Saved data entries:

----------

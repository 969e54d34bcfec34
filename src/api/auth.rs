//! `/auth/*` endpoints.
//!
//! `login` here is the raw backend call. Views log in through
//! `SessionStore::login`, which calls this via the `Authenticator` impl on
//! the gateway and then persists the result.

use serde::Serialize;

use crate::error::ApiError;
use crate::gateway::{ApiRequest, Gateway};
use crate::session::{Credentials, LoginResponse, User};

pub struct AuthApi<'a> {
    gateway: &'a Gateway,
}

#[derive(Serialize)]
#[serde(rename_all = "camelCase")]
struct ResetPasswordBody<'a> {
    token: &'a str,
    new_password: &'a str,
}

impl<'a> AuthApi<'a> {
    #[must_use]
    pub fn new(gateway: &'a Gateway) -> Self {
        Self { gateway }
    }

    /// `POST /auth/login`. Does not touch the session.
    ///
    /// # Errors
    ///
    /// Any gateway error.
    pub async fn login(&self, email: &str, password: &str) -> Result<LoginResponse, ApiError> {
        let credentials = Credentials { email: email.to_owned(), password: password.to_owned() };
        self.gateway
            .dispatch_json(ApiRequest::post("/auth/login").json(&credentials)?)
            .await
    }

    /// `POST /auth/register`. Returns the backend's confirmation text.
    ///
    /// # Errors
    ///
    /// Any gateway error; the backend message explains rejections.
    pub async fn register(&self, email: &str, password: &str) -> Result<String, ApiError> {
        let credentials = Credentials { email: email.to_owned(), password: password.to_owned() };
        self.gateway
            .dispatch_text(ApiRequest::post("/auth/register").json(&credentials)?)
            .await
    }

    /// `GET /auth/users/me`.
    ///
    /// # Errors
    ///
    /// Any gateway error.
    pub async fn current_user(&self) -> Result<User, ApiError> {
        self.gateway.dispatch_json(ApiRequest::get("/auth/users/me")).await
    }

    /// `POST /auth/forgot-password` with the bare email as `text/plain`.
    ///
    /// # Errors
    ///
    /// Any gateway error.
    pub async fn forgot_password(&self, email: &str) -> Result<String, ApiError> {
        self.gateway
            .dispatch_text(ApiRequest::post("/auth/forgot-password").text(email))
            .await
    }

    /// `POST /auth/reset-password`.
    ///
    /// # Errors
    ///
    /// Any gateway error.
    pub async fn reset_password(&self, token: &str, new_password: &str) -> Result<String, ApiError> {
        let body = ResetPasswordBody { token, new_password };
        self.gateway
            .dispatch_text(ApiRequest::post("/auth/reset-password").json(&body)?)
            .await
    }
}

----------

> _What you are asked to do_
Each record above needs to be transcribed word for word.

> _Task answer_
repository 969e54d34bcfec34
filename src/api/auth.rs
//! `/auth/*` endpoints.
//!
//! `login` here is the raw backend call. Views log in through
//! `SessionStore::login`, which calls this via the `Authenticator` impl on
//! the gateway and then persists the result.

use serde::Serialize;

use crate::error::ApiError;
use crate::gateway::{ApiRequest, Gateway};
use crate::session::{Credentials, LoginResponse, User};

pub struct AuthApi<'a> {
    gateway: &'a Gateway,
}

#[derive(Serialize)]
#[serde(rename_all = "camelCase")]
struct ResetPasswordBody<'a> {
    token: &'a str,
    new_password: &'a str,
}

impl<'a> AuthApi<'a> {
    #[must_use]
    pub fn new(gateway: &'a Gateway) -> Self {
        Self { gateway }
    }

    /// `POST /auth/login`. Does not touch the session.
    ///
    /// # Errors
    ///
    /// Any gateway error.
    pub async fn login(&self, email: &str, password: &str) -> Result<LoginResponse, ApiError> {
        let credentials = Credentials { email: email.to_owned(), password: password.to_owned() };
        self.gateway
            .dispatch_json(ApiRequest::post("/auth/login").json(&credentials)?)
            .await
    }

    /// `POST /auth/register`. Returns the backend's confirmation text.
    ///
    /// # Errors
    ///
    /// Any gateway error; the backend message explains rejections.
    pub async fn register(&self, email: &str, password: &str) -> Result<String, ApiError> {
        let credentials = Credentials { email: email.to_owned(), password: password.to_owned() };
        self.gateway
            .dispatch_text(ApiRequest::post("/auth/register").json(&credentials)?)
            .await
    }

    /// `GET /auth/users/me`.
    ///
    /// # Errors
    ///
    /// Any gateway error.
    pub async fn current_user(&self) -> Result<User, ApiError> {
        self.gateway.dispatch_json(ApiRequest::get("/auth/users/me")).await
    }

    /// `POST /auth/forgot-password` with the bare email as `text/plain`.
    ///
    /// # Errors
    ///
    /// Any gateway error.
    pub async fn forgot_password(&self, email: &str) -> Result<String, ApiError> {
        self.gateway
            .dispatch_text(ApiRequest::post("/auth/forgot-password").text(email))
            .await
    }

    /// `POST /auth/reset-password`.
    ///
    /// # Errors
    ///
    /// Any gateway error.
    pub async fn reset_password(&self, token: &str, new_password: &str) -> Result<String, ApiError> {
        let body = ResetPasswordBody { token, new_password };
        self.gateway
            .dispatch_text(ApiRequest::post("/auth/reset-password").json(&body)?)
            .await
    }
}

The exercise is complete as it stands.